The AI is a decision-support tool, not an autonomous diagnostic system. All outputs must be reviewed and interpreted by a qualified healthcare professional, together with the full clinical context of the patient.
How to get access?
To access the protected endpoints of the Legit.Health Medical Device API, you must first obtain your login credentials (email and password) and then use them to generate a time-limited access token.
- Contact the Legit.Health customer support team to start your API access request.
- The customer support team will guide you through providing the required information.
- Once the setup process is complete, you will receive an email at your provided address containing:
- Your username (the email you provided).
- A system-generated password.
- The base URL for accessing the Legit.Health API endpoints.
Endpoints Overview
Endpoint Request Examples
Throughout this documentation, we'll use {base_url} to reference the base URL and version of the API.
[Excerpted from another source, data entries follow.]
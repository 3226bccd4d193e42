use analysis_core::{
    present_confidence, present_label, AnalysisError, AnalysisLayer, AuthoritativeDecision,
    CompositeAnalysisRecord, EnsembleLayer, LayerKind, RuleBasedLayer, StructurePhaseLayer,
};
use serde_json::Value;

use crate::report::{FindingKind, ValidationReport};

/// Layers checked through the generic mapping, in reporting order
const GENERIC_LAYERS: [LayerKind; 3] = [
    LayerKind::Technical,
    LayerKind::SimpleAi,
    LayerKind::AdvancedAi,
];

/// Valid confidence domain, in percent
const CONFIDENCE_RANGE: std::ops::RangeInclusive<f64> = 0.0..=100.0;

/// Checks that every analysis layer produced a structurally complete result.
///
/// Missing optional data never fails the call; it is reported as an issue
/// (invalidates the record) or a warning (partial results, still displayable).
#[derive(Debug, Clone, Copy, Default)]
pub struct RecordValidator;

impl RecordValidator {
    pub fn new() -> Self {
        Self
    }

    /// Validate a typed record. `None` means no analysis data was produced.
    pub fn validate(&self, record: Option<&CompositeAnalysisRecord>) -> ValidationReport {
        let mut report = ValidationReport::new();

        let Some(record) = record else {
            report.issue(FindingKind::MissingData, None, "no analysis data".to_string());
            return report;
        };

        match &record.authoritative_decision {
            Some(decision) => check_decision(decision, &mut report),
            None => report.issue(
                FindingKind::MissingData,
                None,
                "authoritative decision is missing".to_string(),
            ),
        }

        if record.layers.is_some() {
            for kind in GENERIC_LAYERS {
                match record.layer(kind) {
                    Some(AnalysisLayer::Technical(technical)) => {
                        check_technical(technical, &mut report)
                    }
                    Some(AnalysisLayer::SimpleAi(simple)) => {
                        check_rule_based(LayerKind::SimpleAi, simple, &mut report)
                    }
                    Some(AnalysisLayer::AdvancedAi(advanced)) => {
                        check_ensemble(advanced, &mut report)
                    }
                    _ => report.warning(
                        FindingKind::MissingData,
                        Some(kind),
                        format!("{} layer is missing", kind.display_name()),
                    ),
                }
            }
        } else {
            report.issue(
                FindingKind::MissingData,
                None,
                "all analysis layers are missing".to_string(),
            );
        }

        match &record.structure_phase {
            Some(phase) => check_structure_phase(phase, &mut report),
            None => report.warning(
                FindingKind::MissingData,
                Some(LayerKind::StructurePhase),
                "structure phase analysis is missing or disabled".to_string(),
            ),
        }

        tracing::debug!(
            "Validated analysis record: {} issues, {} warnings",
            report.issues.len(),
            report.warnings.len()
        );

        report
    }

    /// Validate a raw JSON record. `null` is reported as missing data; any
    /// other non-object value is rejected as an invalid argument.
    pub fn validate_value(&self, value: Value) -> Result<ValidationReport, AnalysisError> {
        if value.is_null() {
            return Ok(self.validate(None));
        }
        let record = CompositeAnalysisRecord::from_value(value)?;
        Ok(self.validate(Some(&record)))
    }
}

/// Validate with the default validator.
pub fn validate(record: Option<&CompositeAnalysisRecord>) -> ValidationReport {
    RecordValidator::new().validate(record)
}

fn check_decision(decision: &AuthoritativeDecision, report: &mut ValidationReport) {
    if present_label(decision.final_recommendation.as_deref()).is_none() {
        report.issue(
            FindingKind::MissingData,
            None,
            "authoritative decision: final recommendation is missing".to_string(),
        );
    }

    match present_confidence(decision.final_confidence) {
        None => report.issue(
            FindingKind::MissingData,
            None,
            "authoritative decision: final confidence is missing".to_string(),
        ),
        Some(confidence) if !CONFIDENCE_RANGE.contains(&confidence) => report.issue(
            FindingKind::OutOfRangeValue,
            None,
            format!(
                "authoritative decision: final confidence {} is outside [0, 100]",
                confidence
            ),
        ),
        Some(_) => {}
    }

    if decision.risk_level.is_none() {
        report.warning(
            FindingKind::MissingData,
            None,
            "authoritative decision: risk level is missing".to_string(),
        );
    }
}

fn check_technical(technical: &RuleBasedLayer, report: &mut ValidationReport) {
    check_rule_based(LayerKind::Technical, technical, report);
    if technical.reasoning.as_deref().map_or(true, str::is_empty) {
        report.warning(
            FindingKind::MissingData,
            Some(LayerKind::Technical),
            "technical analysis: reasoning is missing".to_string(),
        );
    }
}

fn check_ensemble(advanced: &EnsembleLayer, report: &mut ValidationReport) {
    match &advanced.ensemble_prediction {
        Some(prediction) => check_fields(
            LayerKind::AdvancedAi,
            prediction.final_decision.as_deref(),
            prediction.confidence,
            "final decision",
            report,
        ),
        None => report.issue(
            FindingKind::MissingData,
            Some(LayerKind::AdvancedAi),
            "advanced AI: ensemble prediction is missing".to_string(),
        ),
    }
}

fn check_rule_based(kind: LayerKind, layer: &RuleBasedLayer, report: &mut ValidationReport) {
    check_fields(
        kind,
        layer.recommendation.as_deref(),
        layer.confidence,
        "recommendation",
        report,
    );
}

fn check_structure_phase(phase: &StructurePhaseLayer, report: &mut ValidationReport) {
    let kind = LayerKind::StructurePhase;

    if phase.current_phase.as_deref().map_or(true, str::is_empty) {
        report.issue(
            FindingKind::MissingData,
            Some(kind),
            "structure phase: current phase is missing".to_string(),
        );
    }

    check_fields(
        kind,
        phase.recommended_action.as_deref(),
        phase.confidence,
        "recommended action",
        report,
    );

    if let Some(error) = &phase.error {
        report.warning(
            FindingKind::MissingData,
            Some(kind),
            format!("structure phase: upstream reported an error: {}", error),
        );
    }
}

fn check_fields(
    kind: LayerKind,
    label: Option<&str>,
    confidence: Option<f64>,
    label_name: &str,
    report: &mut ValidationReport,
) {
    if present_label(label).is_none() {
        report.issue(
            FindingKind::MissingData,
            Some(kind),
            format!("{}: {} is missing", kind.display_name(), label_name),
        );
    }

    match present_confidence(confidence) {
        None => report.issue(
            FindingKind::MissingData,
            Some(kind),
            format!("{}: confidence is missing", kind.display_name()),
        ),
        Some(value) if !CONFIDENCE_RANGE.contains(&value) => report.issue(
            FindingKind::OutOfRangeValue,
            Some(kind),
            format!("{}: confidence {} is outside [0, 100]", kind.display_name(), value),
        ),
        Some(_) => {}
    }
}
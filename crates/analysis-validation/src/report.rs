use analysis_core::LayerKind;
use serde::{Deserialize, Serialize};

#[derive(Debug, Clone, Copy, PartialEq, Eq, Serialize, Deserialize)]
#[serde(rename_all = "snake_case")]
pub enum Severity {
    /// Structural problem; makes the record invalid
    Issue,
    /// Cosmetic or partial-result notice; never affects validity
    Warning,
}

#[derive(Debug, Clone, Copy, PartialEq, Eq, Serialize, Deserialize)]
#[serde(rename_all = "snake_case")]
pub enum FindingKind {
    MissingData,
    OutOfRangeValue,
}

#[derive(Debug, Clone, PartialEq, Serialize, Deserialize)]
pub struct ValidationFinding {
    pub severity: Severity,
    pub kind: FindingKind,
    /// `None` for record-level findings (authoritative decision, whole record)
    pub layer: Option<LayerKind>,
    pub message: String,
}

/// Structural completeness of one composite record
#[derive(Debug, Clone, Default, PartialEq, Serialize, Deserialize)]
pub struct ValidationReport {
    pub issues: Vec<String>,
    pub warnings: Vec<String>,
    pub is_valid: bool,
    pub findings: Vec<ValidationFinding>,
}

impl ValidationReport {
    pub(crate) fn new() -> Self {
        Self {
            is_valid: true,
            ..Default::default()
        }
    }

    pub(crate) fn issue(&mut self, kind: FindingKind, layer: Option<LayerKind>, message: String) {
        self.issues.push(message.clone());
        self.is_valid = false;
        self.findings.push(ValidationFinding {
            severity: Severity::Issue,
            kind,
            layer,
            message,
        });
    }

    pub(crate) fn warning(&mut self, kind: FindingKind, layer: Option<LayerKind>, message: String) {
        self.warnings.push(message.clone());
        self.findings.push(ValidationFinding {
            severity: Severity::Warning,
            kind,
            layer,
            message,
        });
    }

    /// Findings about one layer
    pub fn findings_for(&self, layer: LayerKind) -> impl Iterator<Item = &ValidationFinding> {
        self.findings.iter().filter(move |f| f.layer == Some(layer))
    }
}
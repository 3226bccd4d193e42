//! Weighted decision fusion over independent analysis layers.
//!
//! Each layer's label is normalized to +1 / -1 / 0, scaled by its confidence
//! and configured weight, and the sum is renormalized by the weight of the
//! layers that actually reported. The result is thresholded into
//! BUY / SELL / HOLD and checked against the upstream decision.

pub mod config;
pub mod engine;
pub mod models;
pub mod reconcile;


pub use config::{FusionConfig, LayerWeights};
pub use engine::{fuse, DecisionFusionEngine};
pub use models::{
    AgreementLevel, Consensus, ConfidenceDifference, FusionReport, GradedSignal,
    LayerContribution, Reconciliation, SignalStrength, VoteTally,
};
pub use reconcile::reconcile;
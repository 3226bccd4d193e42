//! Structural validation of composite analysis records.

pub mod report;
pub mod validator;

pub use report::{FindingKind, Severity, ValidationFinding, ValidationReport};
pub use validator::{validate, RecordValidator};
//! SQLite persistence (infrastructure).

pub mod database;
pub mod repository;

pub use database::Database;
pub use repository::{DbConn, TodoRepository, UserRepository};
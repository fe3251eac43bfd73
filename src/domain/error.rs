//! Domain error types for the todo store.
//!
//! Validation failures are raised by the input-shape constructors, before any
//! SQL is issued. Storage failures (constraint violations and the like) are
//! not translated here; repositories surface them unmodified.

use thiserror::Error;

/// Rejections raised while constructing validated input shapes.
#[derive(Debug, Error, Clone, PartialEq, Eq)]
pub enum ValidationError {
    #[error("invalid email address: {0:?}")]
    InvalidEmail(String),

    #[error("password must not be empty")]
    EmptyPassword,

    #[error("todo title must not be empty")]
    EmptyTitle,
}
For example: {base_url}/login means https://api.legit.health/version/login
Login
The login endpoint is used to authenticate and obtain an access token.
- Python
- JavaScript
- cURL
import requests
path = "<base_url>" # the base url path provided during registration
url = f"{path}/login"
data = {
"username": "<your_email>", # the email you provided
"password": "<your_password>" # the password you have received in the email
}
headers = {"Content-Type": "application/x-www-form-urlencoded"}
resp = requests.post(url, data=data, headers=headers)
print(resp.json())
# JSON response example:
# {
# "access_token": "eyJhbGciOiJIUzI1NiIsInR5cCI6IkpXVCJ9...",
# "token_type": "Access token",
# "expires_in_minutes": "60"
# }
const path = "<base_url>"; // the base url path provided during registration
const formData = new URLSearchParams();
formData.append("username", "<your_email>"); // the email you provided
formData.append("password", "<your_password>"); // the password you have received in the email
fetch(`${path}/login`, {
method: "POST",
headers: {
"Content-Type": "application/x-www-form-urlencoded",
},
body: formData.toString(),
})
.then((res) => res.json())
.then((data) => {
console.log(data);
// JSON response example:
// {
// "access_token": "eyJhbGciOiJIUzI1NiIsInR5cCI6IkpXVCJ9...",
// "token_type": "Access token",
// "expires_in_minutes": "60"
// }
})
.catch((err) => console.error(err));
curl \
"<base_url>/login" \
-H "Content-Type: application/x-www-form-urlencoded" \
-d "username=<your_email>&password=<your_password>"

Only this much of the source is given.